### [TASK DETAILS]
Nothing in the entries may be altered; copy them all exactly.

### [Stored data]
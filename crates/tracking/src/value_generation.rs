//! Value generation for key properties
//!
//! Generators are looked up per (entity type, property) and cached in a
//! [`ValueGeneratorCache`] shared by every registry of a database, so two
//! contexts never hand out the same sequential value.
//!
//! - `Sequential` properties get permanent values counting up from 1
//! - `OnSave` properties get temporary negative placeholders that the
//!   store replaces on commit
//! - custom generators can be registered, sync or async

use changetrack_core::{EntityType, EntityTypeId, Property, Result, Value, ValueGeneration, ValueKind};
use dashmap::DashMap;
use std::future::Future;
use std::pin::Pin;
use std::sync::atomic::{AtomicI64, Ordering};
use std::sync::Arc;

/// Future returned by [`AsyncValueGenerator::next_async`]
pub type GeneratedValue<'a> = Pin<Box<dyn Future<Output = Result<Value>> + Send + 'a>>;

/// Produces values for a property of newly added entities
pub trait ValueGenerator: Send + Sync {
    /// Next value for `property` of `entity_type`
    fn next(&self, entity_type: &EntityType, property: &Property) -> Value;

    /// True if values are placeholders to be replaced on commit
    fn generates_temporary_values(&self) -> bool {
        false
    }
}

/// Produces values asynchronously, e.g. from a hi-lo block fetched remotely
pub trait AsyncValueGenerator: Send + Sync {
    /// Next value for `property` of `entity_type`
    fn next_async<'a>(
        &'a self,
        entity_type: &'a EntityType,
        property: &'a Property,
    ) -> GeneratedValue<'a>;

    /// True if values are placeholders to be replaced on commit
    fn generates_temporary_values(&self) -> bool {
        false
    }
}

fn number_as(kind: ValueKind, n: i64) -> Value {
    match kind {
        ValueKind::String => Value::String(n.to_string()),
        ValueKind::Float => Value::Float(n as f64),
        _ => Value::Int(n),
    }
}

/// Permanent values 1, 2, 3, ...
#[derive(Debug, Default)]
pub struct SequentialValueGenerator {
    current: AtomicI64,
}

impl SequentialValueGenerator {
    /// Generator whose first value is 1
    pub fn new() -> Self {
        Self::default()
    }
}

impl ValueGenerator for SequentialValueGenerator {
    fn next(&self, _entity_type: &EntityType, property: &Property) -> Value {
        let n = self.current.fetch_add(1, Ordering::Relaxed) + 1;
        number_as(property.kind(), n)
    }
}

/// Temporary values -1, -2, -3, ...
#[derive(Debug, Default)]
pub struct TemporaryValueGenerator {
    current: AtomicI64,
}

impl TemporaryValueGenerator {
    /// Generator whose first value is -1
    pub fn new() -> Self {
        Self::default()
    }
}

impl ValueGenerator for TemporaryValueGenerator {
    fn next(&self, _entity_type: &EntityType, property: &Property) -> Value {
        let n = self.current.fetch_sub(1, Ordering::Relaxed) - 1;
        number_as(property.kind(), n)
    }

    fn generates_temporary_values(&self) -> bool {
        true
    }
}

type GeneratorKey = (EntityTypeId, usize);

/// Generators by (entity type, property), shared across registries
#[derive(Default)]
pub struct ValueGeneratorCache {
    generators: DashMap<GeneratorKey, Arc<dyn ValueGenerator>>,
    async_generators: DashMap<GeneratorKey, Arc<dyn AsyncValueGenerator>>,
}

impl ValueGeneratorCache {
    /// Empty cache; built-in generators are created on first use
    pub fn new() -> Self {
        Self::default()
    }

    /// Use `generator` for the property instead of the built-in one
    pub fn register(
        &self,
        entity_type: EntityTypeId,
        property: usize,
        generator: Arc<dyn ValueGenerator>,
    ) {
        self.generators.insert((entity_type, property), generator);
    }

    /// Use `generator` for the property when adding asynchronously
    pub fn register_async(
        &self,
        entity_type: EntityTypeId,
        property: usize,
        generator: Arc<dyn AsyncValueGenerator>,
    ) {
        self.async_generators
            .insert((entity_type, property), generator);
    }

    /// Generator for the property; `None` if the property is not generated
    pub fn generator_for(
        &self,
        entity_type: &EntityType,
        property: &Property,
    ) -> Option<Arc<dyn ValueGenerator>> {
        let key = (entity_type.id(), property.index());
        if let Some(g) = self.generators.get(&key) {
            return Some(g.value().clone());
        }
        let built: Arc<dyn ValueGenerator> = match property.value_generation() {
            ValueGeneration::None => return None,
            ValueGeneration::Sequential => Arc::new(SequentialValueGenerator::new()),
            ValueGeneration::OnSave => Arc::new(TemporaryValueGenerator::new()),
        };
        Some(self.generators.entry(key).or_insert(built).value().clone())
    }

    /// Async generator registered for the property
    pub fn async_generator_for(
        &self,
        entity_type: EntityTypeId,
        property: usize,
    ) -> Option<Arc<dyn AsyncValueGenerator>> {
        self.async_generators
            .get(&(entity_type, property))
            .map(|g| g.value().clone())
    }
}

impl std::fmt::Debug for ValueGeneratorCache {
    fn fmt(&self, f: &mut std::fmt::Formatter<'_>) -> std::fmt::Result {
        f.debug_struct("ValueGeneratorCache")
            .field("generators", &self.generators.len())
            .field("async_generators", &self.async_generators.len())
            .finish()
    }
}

### [REPLY]
filename crates/tracking/src/value_generation.rs
//! Value generation for key properties
//!
//! Generators are looked up per (entity type, property) and cached in a
//! [`ValueGeneratorCache`] shared by every registry of a database, so two
//! contexts never hand out the same sequential value.
//!
//! - `Sequential` properties get permanent values counting up from 1
//! - `OnSave` properties get temporary negative placeholders that the
//!   store replaces on commit
//! - custom generators can be registered, sync or async

use changetrack_core::{EntityType, EntityTypeId, Property, Result, Value, ValueGeneration, ValueKind};
use dashmap::DashMap;
use std::future::Future;
use std::pin::Pin;
use std::sync::atomic::{AtomicI64, Ordering};
use std::sync::Arc;

/// Future returned by [`AsyncValueGenerator::next_async`]
pub type GeneratedValue<'a> = Pin<Box<dyn Future<Output = Result<Value>> + Send + 'a>>;

/// Produces values for a property of newly added entities
pub trait ValueGenerator: Send + Sync {
    /// Next value for `property` of `entity_type`
    fn next(&self, entity_type: &EntityType, property: &Property) -> Value;

    /// True if values are placeholders to be replaced on commit
    fn generates_temporary_values(&self) -> bool {
        false
    }
}

/// Produces values asynchronously, e.g. from a hi-lo block fetched remotely
pub trait AsyncValueGenerator: Send + Sync {
    /// Next value for `property` of `entity_type`
    fn next_async<'a>(
        &'a self,
        entity_type: &'a EntityType,
        property: &'a Property,
    ) -> GeneratedValue<'a>;

    /// True if values are placeholders to be replaced on commit
    fn generates_temporary_values(&self) -> bool {
        false
    }
}

fn number_as(kind: ValueKind, n: i64) -> Value {
    match kind {
        ValueKind::String => Value::String(n.to_string()),
        ValueKind::Float => Value::Float(n as f64),
        _ => Value::Int(n),
    }
}

/// Permanent values 1, 2, 3, ...
#[derive(Debug, Default)]
pub struct SequentialValueGenerator {
    current: AtomicI64,
}

impl SequentialValueGenerator {
    /// Generator whose first value is 1
    pub fn new() -> Self {
        Self::default()
    }
}

impl ValueGenerator for SequentialValueGenerator {
    fn next(&self, _entity_type: &EntityType, property: &Property) -> Value {
        let n = self.current.fetch_add(1, Ordering::Relaxed) + 1;
        number_as(property.kind(), n)
    }
}

/// Temporary values -1, -2, -3, ...
#[derive(Debug, Default)]
pub struct TemporaryValueGenerator {
    current: AtomicI64,
}

impl TemporaryValueGenerator {
    /// Generator whose first value is -1
    pub fn new() -> Self {
        Self::default()
    }
}

impl ValueGenerator for TemporaryValueGenerator {
    fn next(&self, _entity_type: &EntityType, property: &Property) -> Value {
        let n = self.current.fetch_sub(1, Ordering::Relaxed) - 1;
        number_as(property.kind(), n)
    }

    fn generates_temporary_values(&self) -> bool {
        true
    }
}

type GeneratorKey = (EntityTypeId, usize);

/// Generators by (entity type, property), shared across registries
#[derive(Default)]
pub struct ValueGeneratorCache {
    generators: DashMap<GeneratorKey, Arc<dyn ValueGenerator>>,
    async_generators: DashMap<GeneratorKey, Arc<dyn AsyncValueGenerator>>,
}

impl ValueGeneratorCache {
    /// Empty cache; built-in generators are created on first use
    pub fn new() -> Self {
        Self::default()
    }

    /// Use `generator` for the property instead of the built-in one
    pub fn register(
        &self,
        entity_type: EntityTypeId,
        property: usize,
        generator: Arc<dyn ValueGenerator>,
    ) {
        self.generators.insert((entity_type, property), generator);
    }

    /// Use `generator` for the property when adding asynchronously
    pub fn register_async(
        &self,
        entity_type: EntityTypeId,
        property: usize,
        generator: Arc<dyn AsyncValueGenerator>,
    ) {
        self.async_generators
            .insert((entity_type, property), generator);
    }

    /// Generator for the property; `None` if the property is not generated
    pub fn generator_for(
        &self,
        entity_type: &EntityType,
        property: &Property,
    ) -> Option<Arc<dyn ValueGenerator>> {
        let key = (entity_type.id(), property.index());
        if let Some(g) = self.generators.get(&key) {
            return Some(g.value().clone());
        }
        let built: Arc<dyn ValueGenerator> = match property.value_generation() {
            ValueGeneration::None => return None,
            ValueGeneration::Sequential => Arc::new(SequentialValueGenerator::new()),
            ValueGeneration::OnSave => Arc::new(TemporaryValueGenerator::new()),
        };
        Some(self.generators.entry(key).or_insert(built).value().clone())
    }

    /// Async generator registered for the property
    pub fn async_generator_for(
        &self,
        entity_type: EntityTypeId,
        property: usize,
    ) -> Option<Arc<dyn AsyncValueGenerator>> {
        self.async_generators
            .get(&(entity_type, property))
            .map(|g| g.value().clone())
    }
}

impl std::fmt::Debug for ValueGeneratorCache {
    fn fmt(&self, f: &mut std::fmt::Formatter<'_>) -> std::fmt::Result {
        f.debug_struct("ValueGeneratorCache")
            .field("generators", &self.generators.len())
            .field("async_generators", &self.async_generators.len())
            .finish()
    }
}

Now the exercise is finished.